DIRECTIONS FOR THIS TASK:
With the string "ECLevel" as the filter, copy each matching line from the records.

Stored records
^^^^
/// Format information: EC level and mask, stored twice around the finders
use log::debug;

use super::tables::FORMAT_INFO;
use crate::error::DecodeError;
use crate::models::{BitMatrix, ECLevel, MaskPattern};

/// Decoded 15-bit format information
#[derive(Debug, Clone, Copy, PartialEq, Eq)]
pub struct FormatInformation {
    /// Error correction level
    pub ec_level: ECLevel,
    /// Data mask
    pub mask: MaskPattern,
}

impl FormatInformation {
    /// Pair a level and mask
    pub fn new(ec_level: ECLevel, mask: MaskPattern) -> Self {
        Self { ec_level, mask }
    }

    /// Masked 15-bit code for this pair
    pub fn bits(&self) -> u16 {
        FORMAT_INFO[self.ec_level.bits() as usize * 8 + self.mask.id() as usize]
    }

    /// Closest table entry to `bits`, with its Hamming distance
    pub fn from_bits(bits: u16) -> (Self, u32) {
        let (index, distance) = FORMAT_INFO
            .iter()
            .enumerate()
            .map(|(i, &code)| (i, (code ^ bits).count_ones()))
            .min_by_key(|&(_, d)| d)
            .unwrap_or((0, u32::MAX));
        let info = Self {
            ec_level: ECLevel::from_bits((index / 8) as u8),
            mask: MaskPattern::from_bits((index % 8) as u8),
        };
        (info, distance)
    }

    /// Read and match the top-left copy, falling back to the split copy
    pub fn read(matrix: &BitMatrix, max_distance: u32) -> Result<Self, DecodeError> {
        let [(first, d1), (second, d2)] = Self::match_copies(matrix);
        if d1 <= max_distance {
            debug!("format: {first:?} from top-left copy (distance {d1})");
            return Ok(first);
        }
        if d2 <= max_distance {
            debug!("format: {second:?} from split copy (distance {d2})");
            return Ok(second);
        }
        Err(DecodeError::Format {
            best_distance: d1.min(d2),
        })
    }

    /// Closest table entry for each stored copy, top-left copy first
    pub fn match_copies(matrix: &BitMatrix) -> [(Self, u32); 2] {
        let n = matrix.dimension();
        [
            Self::from_bits(Self::read_copy(matrix, copy1_position)),
            Self::from_bits(Self::read_copy(matrix, |i| copy2_position(i, n))),
        ]
    }

    /// Hamming distances of both stored copies against this pair's code
    pub fn copy_distances(&self, matrix: &BitMatrix) -> (u32, u32) {
        let n = matrix.dimension();
        let code = self.bits();
        let d1 = (Self::read_copy(matrix, copy1_position) ^ code).count_ones();
        let d2 = (Self::read_copy(matrix, |i| copy2_position(i, n)) ^ code).count_ones();
        (d1, d2)
    }

    /// Write both copies
    pub fn write(&self, matrix: &mut BitMatrix) {
        let n = matrix.dimension();
        let code = self.bits();
        for i in 0..15 {
            let bit = (code >> i) & 1 == 1;
            let (x, y) = copy1_position(i);
            matrix.set(x, y, bit);
            let (x, y) = copy2_position(i, n);
            matrix.set(x, y, bit);
        }
    }

    fn read_copy(matrix: &BitMatrix, position: impl Fn(usize) -> (usize, usize)) -> u16 {
        (0..15).fold(0u16, |bits, i| {
            let (x, y) = position(i);
            bits | ((matrix.get(x, y) as u16) << i)
        })
    }
}

/// (x, y) of bit `i` (LSB = 0) in the copy wrapped around the top-left finder
fn copy1_position(i: usize) -> (usize, usize) {
    match i {
        0..=5 => (8, i),
        6 => (8, 7),
        7 => (8, 8),
        8 => (7, 8),
        _ => (14 - i, 8),
    }
}

/// (x, y) of bit `i` in the copy split between the other two finders
fn copy2_position(i: usize, n: usize) -> (usize, usize) {
    if i < 8 { (n - 1 - i, 8) } else { (8, n - 15 + i) }
}

#[cfg(test)]
mod tests {
    use super::*;

    #[test]
    fn test_first_table_entry() {
        let (info, distance) = FormatInformation::from_bits(0x5412);
        assert_eq!(distance, 0);
        assert_eq!(info.ec_level, ECLevel::M);
        assert_eq!(info.mask, MaskPattern::Pattern0);
    }

    #[test]
    fn test_bits_round_trip_table() {
        for level in ECLevel::ALL {
            for mask in MaskPattern::ALL {
                let info = FormatInformation::new(level, mask);
                assert_eq!(FormatInformation::from_bits(info.bits()), (info, 0));
            }
        }
    }

    #[test]
    fn test_three_bit_errors_tolerated() {
        let info = FormatInformation::new(ECLevel::Q, MaskPattern::Pattern5);
        let damaged = info.bits() ^ 0b100_0000_1000_0001;
        assert_eq!(FormatInformation::from_bits(damaged), (info, 3));
    }

    #[test]
    fn test_read_write_both_copies() {
        let info = FormatInformation::new(ECLevel::H, MaskPattern::Pattern6);
        let mut matrix = BitMatrix::square(25).unwrap();
        info.write(&mut matrix);
        assert_eq!(FormatInformation::read(&matrix, 3), Ok(info));
        assert_eq!(info.copy_distances(&matrix), (0, 0));

        // An all-light copy is at least 4 bits from every table entry
        for i in 0..15 {
            let (x, y) = copy1_position(i);
            matrix.set(x, y, false);
        }
        assert_eq!(FormatInformation::read(&matrix, 3), Ok(info));

        for i in 0..15 {
            let (x, y) = copy2_position(i, 25);
            matrix.set(x, y, false);
        }
        assert!(matches!(
            FormatInformation::read(&matrix, 3),
            Err(DecodeError::Format { .. })
        ));
    }

    #[test]
    fn test_copy_positions_avoid_timing() {
        for i in 0..15 {
            let (x, y) = copy1_position(i);
            assert!(x != 6 && y != 6);
            assert!(x <= 8 && y <= 8);
        }
        assert_eq!(copy2_position(14, 21), (8, 20));
        assert_eq!(copy2_position(8, 21), (8, 14));
        assert_eq!(copy2_position(0, 21), (20, 8));
    }
}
^^^^
OUTPUT:
use crate::models::{BitMatrix, ECLevel, MaskPattern};
    pub ec_level: ECLevel,
    pub fn new(ec_level: ECLevel, mask: MaskPattern) -> Self {
            ec_level: ECLevel::from_bits((index / 8) as u8),
        assert_eq!(info.ec_level, ECLevel::M);
        for level in ECLevel::ALL {
        let info = FormatInformation::new(ECLevel::Q, MaskPattern::Pattern5);
        let info = FormatInformation::new(ECLevel::H, MaskPattern::Pattern6);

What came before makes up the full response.